■ WHAT THE EXERCISE ASKS: Search the data for the string "struct" and extract every line where it appears.

■ INFORMATION SUPPLIED:
****************************************

//! Read-side reports over advances, expenses and returns

use bigdecimal::BigDecimal;
use chrono::{NaiveDate, NaiveDateTime};
use serde::{Deserialize, Serialize};
use std::collections::HashMap;

use crate::types::*;

/// Records that carry the date used for report filtering
pub trait Dated {
    fn recorded_at(&self) -> NaiveDateTime;
}

impl Dated for Advance {
    fn recorded_at(&self) -> NaiveDateTime {
        self.date
    }
}

impl Dated for Expense {
    fn recorded_at(&self) -> NaiveDateTime {
        self.date
    }
}

impl Dated for CashReturn {
    fn recorded_at(&self) -> NaiveDateTime {
        self.date
    }
}

impl Dated for TransportPayment {
    fn recorded_at(&self) -> NaiveDateTime {
        self.date
    }
}

impl Dated for CashCollection {
    fn recorded_at(&self) -> NaiveDateTime {
        self.date
    }
}

/// Inclusive day range for reports, bounded in length
#[derive(Debug, Clone, Copy, PartialEq, Eq, Serialize, Deserialize)]
pub struct ReportRange {
    start: NaiveDate,
    end: NaiveDate,
}

impl ReportRange {
    /// Create a range covering `start` through `end`, at most `max_days` apart
    pub fn new(start: NaiveDate, end: NaiveDate, max_days: i64) -> LedgerResult<Self> {
        if start > end {
            return Err(LedgerError::Validation(format!(
                "Report start {start} is after end {end}"
            )));
        }

        let span = (end - start).num_days();
        if span > max_days {
            return Err(LedgerError::Validation(format!(
                "Date range cannot exceed {max_days} days for reports (got {span})"
            )));
        }

        Ok(Self { start, end })
    }

    pub fn start(&self) -> NaiveDate {
        self.start
    }

    pub fn end(&self) -> NaiveDate {
        self.end
    }

    /// Whether a timestamp falls on any day of the range
    pub fn contains(&self, at: NaiveDateTime) -> bool {
        let day = at.date();
        day >= self.start && day <= self.end
    }
}

/// Keep the records dated within `range`
pub fn filter_in_range<T: Dated>(records: Vec<T>, range: &ReportRange) -> Vec<T> {
    records
        .into_iter()
        .filter(|record| range.contains(record.recorded_at()))
        .collect()
}

/// Totals across one staff member's advances
#[derive(Debug, Clone, PartialEq, Serialize, Deserialize)]
pub struct StaffSummary {
    pub staff_id: String,
    pub advance_count: usize,
    pub active_advances: usize,
    pub settled_advances: usize,
    pub total_issued: BigDecimal,
    pub total_expenses: BigDecimal,
    pub total_returned: BigDecimal,
    /// Sum of the balances of active advances
    pub outstanding_balance: BigDecimal,
    pub pending_expenses: usize,
    pub pending_returns: usize,
}

/// Summarize the records belonging to `staff_id`
pub fn summarize_staff(
    staff_id: &str,
    advances: &[Advance],
    expenses: &[Expense],
    returns: &[CashReturn],
) -> StaffSummary {
    let owned: Vec<&Advance> = advances
        .iter()
        .filter(|advance| advance.staff_id == staff_id)
        .collect();

    let settled_advances = owned.iter().filter(|advance| advance.is_settled()).count();

    StaffSummary {
        staff_id: staff_id.to_string(),
        advance_count: owned.len(),
        active_advances: owned.len() - settled_advances,
        settled_advances,
        total_issued: owned.iter().map(|advance| &advance.amount).sum(),
        total_expenses: owned.iter().map(|advance| &advance.total_expenses).sum(),
        total_returned: owned.iter().map(|advance| &advance.total_returned).sum(),
        outstanding_balance: owned
            .iter()
            .filter(|advance| !advance.is_settled())
            .map(|advance| &advance.balance_to_settle)
            .sum(),
        pending_expenses: expenses
            .iter()
            .filter(|expense| expense.staff_id == staff_id && expense.is_pending())
            .count(),
        pending_returns: returns
            .iter()
            .filter(|cash_return| cash_return.staff_id == staff_id && cash_return.is_pending())
            .count(),
    }
}

/// Transport payments grouped under one company
#[derive(Debug, Clone, PartialEq, Serialize, Deserialize)]
pub struct CompanyTotal {
    pub company: TransportCompany,
    pub payment_count: usize,
    pub total_amount: BigDecimal,
}

/// Total the payments per company, in [`TransportCompany::ALL`] order.
/// Companies without payments are left out.
pub fn company_totals(payments: &[TransportPayment]) -> Vec<CompanyTotal> {
    TransportCompany::ALL
        .iter()
        .filter_map(|company| {
            let paid: Vec<&TransportPayment> = payments
                .iter()
                .filter(|payment| payment.company == *company)
                .collect();
            if paid.is_empty() {
                return None;
            }
            Some(CompanyTotal {
                company: *company,
                payment_count: paid.len(),
                total_amount: paid.iter().map(|payment| &payment.amount).sum(),
            })
        })
        .collect()
}

/// Report on ledger integrity and validation
#[derive(Debug, Clone, PartialEq, Serialize, Deserialize)]
pub struct LedgerIntegrityReport {
    pub is_valid: bool,
    pub issues: Vec<String>,
    pub advances_checked: usize,
}

/// Cross-check every advance against the approved expenses and returns
/// drawn on it
pub fn check_integrity(
    advances: &[Advance],
    expenses: &[Expense],
    returns: &[CashReturn],
) -> LedgerIntegrityReport {
    let zero = BigDecimal::from(0);
    let mut approved_expenses: HashMap<&str, BigDecimal> = HashMap::new();
    let mut approved_returns: HashMap<&str, BigDecimal> = HashMap::new();
    let mut issues = Vec::new();

    for expense in expenses {
        match (expense.status, expense.settlement_status) {
            (ReviewStatus::Approved, SettlementStatus::Settled) => {
                *approved_expenses
                    .entry(expense.advance_id.as_str())
                    .or_insert_with(|| BigDecimal::from(0)) += &expense.total_amount;
            }
            (ReviewStatus::Approved, SettlementStatus::Pending) => issues.push(format!(
                "Expense '{}' is approved but not settled",
                expense.id
            )),
            (_, SettlementStatus::Settled) => issues.push(format!(
                "Expense '{}' is settled but {}",
                expense.id, expense.status
            )),
            _ => {}
        }

        if expense.total_amount != expense.amounts.total() {
            issues.push(format!(
                "Expense '{}' total {} does not match its category amounts {}",
                expense.id,
                expense.total_amount,
                expense.amounts.total()
            ));
        }
    }

    for cash_return in returns {
        if cash_return.status == ReviewStatus::Approved {
            *approved_returns
                .entry(cash_return.advance_id.as_str())
                .or_insert_with(|| BigDecimal::from(0)) += &cash_return.amount;
        }
    }

    let known: std::collections::HashSet<&str> =
        advances.iter().map(|advance| advance.id.as_str()).collect();

    for advance in advances {
        let id = advance.id.as_str();
        let expected_expenses = approved_expenses.get(id).unwrap_or(&zero);
        let expected_returns = approved_returns.get(id).unwrap_or(&zero);

        if &advance.total_expenses != expected_expenses {
            issues.push(format!(
                "Advance '{id}' total expenses {} differ from approved expenses {}",
                advance.total_expenses, expected_expenses
            ));
        }

        if &advance.total_returned != expected_returns {
            issues.push(format!(
                "Advance '{id}' total returned {} differs from approved returns {}",
                advance.total_returned, expected_returns
            ));
        }

        if advance.balance_to_settle != advance.computed_balance() {
            issues.push(format!(
                "Advance '{id}' balance {} is not amount - expenses - returns = {}",
                advance.balance_to_settle,
                advance.computed_balance()
            ));
        }

        let should_be_settled = advance.balance_to_settle <= zero;
        if advance.is_settled() != should_be_settled {
            issues.push(format!(
                "Advance '{id}' is {:?} with balance {}",
                advance.status, advance.balance_to_settle
            ));
        }

        if advance.is_settled()
            && (advance.settlement_date.is_none() || advance.settled_by.is_none())
        {
            issues.push(format!("Advance '{id}' is settled without a settlement stamp"));
        }
    }

    for expense in expenses {
        if !known.contains(expense.advance_id.as_str()) {
            issues.push(format!(
                "Expense '{}' references missing advance '{}'",
                expense.id, expense.advance_id
            ));
        }
    }

    for cash_return in returns {
        if !known.contains(cash_return.advance_id.as_str()) {
            issues.push(format!(
                "Return '{}' references missing advance '{}'",
                cash_return.id, cash_return.advance_id
            ));
        }
    }

    LedgerIntegrityReport {
        is_valid: issues.is_empty(),
        issues,
        advances_checked: advances.len(),
    }
}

****************************************

■ FINISHED TASK:
pub struct ReportRange {
pub struct StaffSummary {
pub struct CompanyTotal {
pub struct LedgerIntegrityReport {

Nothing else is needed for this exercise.